-- Data section --
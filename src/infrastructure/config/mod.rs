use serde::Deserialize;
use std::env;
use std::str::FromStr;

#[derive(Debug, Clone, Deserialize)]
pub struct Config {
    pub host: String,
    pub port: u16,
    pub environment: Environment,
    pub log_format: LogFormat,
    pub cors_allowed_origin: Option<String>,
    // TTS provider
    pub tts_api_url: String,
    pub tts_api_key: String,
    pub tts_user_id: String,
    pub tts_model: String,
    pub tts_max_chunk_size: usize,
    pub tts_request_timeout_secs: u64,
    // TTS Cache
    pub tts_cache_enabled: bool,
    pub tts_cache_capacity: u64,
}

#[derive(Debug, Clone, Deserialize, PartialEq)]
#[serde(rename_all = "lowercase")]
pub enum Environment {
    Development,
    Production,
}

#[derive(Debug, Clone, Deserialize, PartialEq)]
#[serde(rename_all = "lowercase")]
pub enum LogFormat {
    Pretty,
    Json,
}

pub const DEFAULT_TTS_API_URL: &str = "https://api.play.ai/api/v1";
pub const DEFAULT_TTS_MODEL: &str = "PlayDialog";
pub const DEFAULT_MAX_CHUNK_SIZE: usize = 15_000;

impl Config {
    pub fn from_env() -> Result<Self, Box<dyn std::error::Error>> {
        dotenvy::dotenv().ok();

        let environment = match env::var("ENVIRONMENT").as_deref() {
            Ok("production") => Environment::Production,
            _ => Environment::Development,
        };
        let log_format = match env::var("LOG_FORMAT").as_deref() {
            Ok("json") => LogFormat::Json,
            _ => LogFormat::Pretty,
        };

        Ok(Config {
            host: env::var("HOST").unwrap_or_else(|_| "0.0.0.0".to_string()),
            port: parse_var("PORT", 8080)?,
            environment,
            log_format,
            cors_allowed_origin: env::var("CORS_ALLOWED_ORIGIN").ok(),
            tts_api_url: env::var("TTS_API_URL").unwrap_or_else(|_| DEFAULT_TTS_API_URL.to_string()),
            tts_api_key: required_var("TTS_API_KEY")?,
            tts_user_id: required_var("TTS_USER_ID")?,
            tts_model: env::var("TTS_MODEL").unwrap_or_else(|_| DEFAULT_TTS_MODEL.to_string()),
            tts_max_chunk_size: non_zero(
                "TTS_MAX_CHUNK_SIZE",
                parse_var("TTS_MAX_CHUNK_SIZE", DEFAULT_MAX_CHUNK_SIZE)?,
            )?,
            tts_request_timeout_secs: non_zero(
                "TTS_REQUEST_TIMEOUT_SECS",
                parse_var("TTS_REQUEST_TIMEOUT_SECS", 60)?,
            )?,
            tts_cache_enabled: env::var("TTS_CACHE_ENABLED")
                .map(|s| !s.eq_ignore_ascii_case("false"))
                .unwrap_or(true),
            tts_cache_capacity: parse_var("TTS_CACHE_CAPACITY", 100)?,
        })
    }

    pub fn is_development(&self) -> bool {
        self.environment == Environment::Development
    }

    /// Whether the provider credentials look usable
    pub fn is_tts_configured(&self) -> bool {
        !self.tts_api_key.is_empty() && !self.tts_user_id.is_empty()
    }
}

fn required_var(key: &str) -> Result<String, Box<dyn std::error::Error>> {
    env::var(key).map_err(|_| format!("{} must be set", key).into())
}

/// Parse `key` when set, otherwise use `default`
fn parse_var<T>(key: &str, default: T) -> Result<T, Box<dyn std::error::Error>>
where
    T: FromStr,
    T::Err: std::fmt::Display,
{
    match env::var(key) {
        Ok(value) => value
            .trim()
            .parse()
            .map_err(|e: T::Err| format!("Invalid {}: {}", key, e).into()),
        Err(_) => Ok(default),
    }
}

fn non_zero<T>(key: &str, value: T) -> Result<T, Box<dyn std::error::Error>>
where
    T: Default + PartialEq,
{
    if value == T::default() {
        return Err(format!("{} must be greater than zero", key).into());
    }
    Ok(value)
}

-- Activity --
Retype the whole listing above. Please keep it exact.

-- Exercise response --
filename src/infrastructure/config/mod.rs
use serde::Deserialize;
use std::env;
use std::str::FromStr;

#[derive(Debug, Clone, Deserialize)]
pub struct Config {
    pub host: String,
    pub port: u16,
    pub environment: Environment,
    pub log_format: LogFormat,
    pub cors_allowed_origin: Option<String>,
    // TTS provider
    pub tts_api_url: String,
    pub tts_api_key: String,
    pub tts_user_id: String,
    pub tts_model: String,
    pub tts_max_chunk_size: usize,
    pub tts_request_timeout_secs: u64,
    // TTS Cache
    pub tts_cache_enabled: bool,
    pub tts_cache_capacity: u64,
}

#[derive(Debug, Clone, Deserialize, PartialEq)]
#[serde(rename_all = "lowercase")]
pub enum Environment {
    Development,
    Production,
}

#[derive(Debug, Clone, Deserialize, PartialEq)]
#[serde(rename_all = "lowercase")]
pub enum LogFormat {
    Pretty,
    Json,
}

pub const DEFAULT_TTS_API_URL: &str = "https://api.play.ai/api/v1";
pub const DEFAULT_TTS_MODEL: &str = "PlayDialog";
pub const DEFAULT_MAX_CHUNK_SIZE: usize = 15_000;

impl Config {
    pub fn from_env() -> Result<Self, Box<dyn std::error::Error>> {
        dotenvy::dotenv().ok();

        let environment = match env::var("ENVIRONMENT").as_deref() {
            Ok("production") => Environment::Production,
            _ => Environment::Development,
        };
        let log_format = match env::var("LOG_FORMAT").as_deref() {
            Ok("json") => LogFormat::Json,
            _ => LogFormat::Pretty,
        };

        Ok(Config {
            host: env::var("HOST").unwrap_or_else(|_| "0.0.0.0".to_string()),
            port: parse_var("PORT", 8080)?,
            environment,
            log_format,
            cors_allowed_origin: env::var("CORS_ALLOWED_ORIGIN").ok(),
            tts_api_url: env::var("TTS_API_URL").unwrap_or_else(|_| DEFAULT_TTS_API_URL.to_string()),
            tts_api_key: required_var("TTS_API_KEY")?,
            tts_user_id: required_var("TTS_USER_ID")?,
            tts_model: env::var("TTS_MODEL").unwrap_or_else(|_| DEFAULT_TTS_MODEL.to_string()),
            tts_max_chunk_size: non_zero(
                "TTS_MAX_CHUNK_SIZE",
                parse_var("TTS_MAX_CHUNK_SIZE", DEFAULT_MAX_CHUNK_SIZE)?,
            )?,
            tts_request_timeout_secs: non_zero(
                "TTS_REQUEST_TIMEOUT_SECS",
                parse_var("TTS_REQUEST_TIMEOUT_SECS", 60)?,
            )?,
            tts_cache_enabled: env::var("TTS_CACHE_ENABLED")
                .map(|s| !s.eq_ignore_ascii_case("false"))
                .unwrap_or(true),
            tts_cache_capacity: parse_var("TTS_CACHE_CAPACITY", 100)?,
        })
    }

    pub fn is_development(&self) -> bool {
        self.environment == Environment::Development
    }

    /// Whether the provider credentials look usable
    pub fn is_tts_configured(&self) -> bool {
        !self.tts_api_key.is_empty() && !self.tts_user_id.is_empty()
    }
}

fn required_var(key: &str) -> Result<String, Box<dyn std::error::Error>> {
    env::var(key).map_err(|_| format!("{} must be set", key).into())
}

/// Parse `key` when set, otherwise use `default`
fn parse_var<T>(key: &str, default: T) -> Result<T, Box<dyn std::error::Error>>
where
    T: FromStr,
    T::Err: std::fmt::Display,
{
    match env::var(key) {
        Ok(value) => value
            .trim()
            .parse()
            .map_err(|e: T::Err| format!("Invalid {}: {}", key, e).into()),
        Err(_) => Ok(default),
    }
}

fn non_zero<T>(key: &str, value: T) -> Result<T, Box<dyn std::error::Error>>
where
    T: Default + PartialEq,
{
    if value == T::default() {
        return Err(format!("{} must be greater than zero", key).into());
    }
    Ok(value)
}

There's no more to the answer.